Note: Processing jobs can absolutely be used for training models - simply include your training code as the entrypoint. The distinction from Training jobs is primarily about distributed training capabilities and job orchestration features.
SageMaker Environment Variables
Each instance in a multi-instance processing job receives these environment variables:
SM_CURRENT_HOST: Identifier for the current instance (e.g., "algo-1", "algo-2", "algo-3")SM_HOSTS: Comma-separated list of all instance identifiers (e.g., "algo-1,algo-2,algo-3")
Multi-Instance Processing Example
import os
# Get instance information
current_host = os.environ.get('SM_CURRENT_HOST', 'algo-1')
all_hosts = os.environ.get('SM_HOSTS', 'algo-1').split(',')
host_rank = all_hosts.index(current_host)
total_hosts = len(all_hosts)
print(f"Instance {host_rank + 1} of {total_hosts} (Host: {current_host})")
# Partition data based on host rank
data_partition_size = len(dataset) // total_hosts
start_idx = host_rank * data_partition_size
end_idx = start_idx + data_partition_size if host_rank < total_hosts - 1 else len(dataset)
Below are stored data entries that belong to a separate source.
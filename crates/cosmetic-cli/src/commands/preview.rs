use anyhow::Result;
use std::io::Write;
use tracing::{error, warn};

use super::Session;

/// Print the userscript body a host would get, without contacting the browser
pub fn handle(session: &Session<'_>, host: &str, out: &mut impl Write) -> Result<()> {
    let doc = session.store.load();
    let host = host.trim();

    match session.render_host(&doc, host) {
        Ok(Some(body)) => {
            out.write_all(body.as_bytes())?;
            if !body.ends_with('\n') {
                writeln!(out)?;
            }
        }
        Ok(None) => warn!("No rules stored for {}", host),
        Err(e) => error!("{:#}", e),
    }
    Ok(())
}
# Process assigned data partition
my_data = dataset[start_idx:end_idx]
process_data_partition(my_data)
Important Limitations
- No Inter-Instance Communication: Instances cannot communicate with each other during processing
- No Distributed Training: Current implementation does not support distributed ML training
- Independent Processing: Each instance works on its assigned data partition independently
Future: Distributed Training Support
Distributed training capabilities will be available in future updates when SageMaker Training Jobs are implemented, which will include:
- Multi-GPU distributed training
- Parameter server configurations
- Gradient synchronization between instances
- Framework-specific distributed training (PyTorch DDP, TensorFlow MultiWorkerMirroredStrategy)
Examples
Single Instance Model Training
from kaio import Client
client = Client("https://api.kaion5.com")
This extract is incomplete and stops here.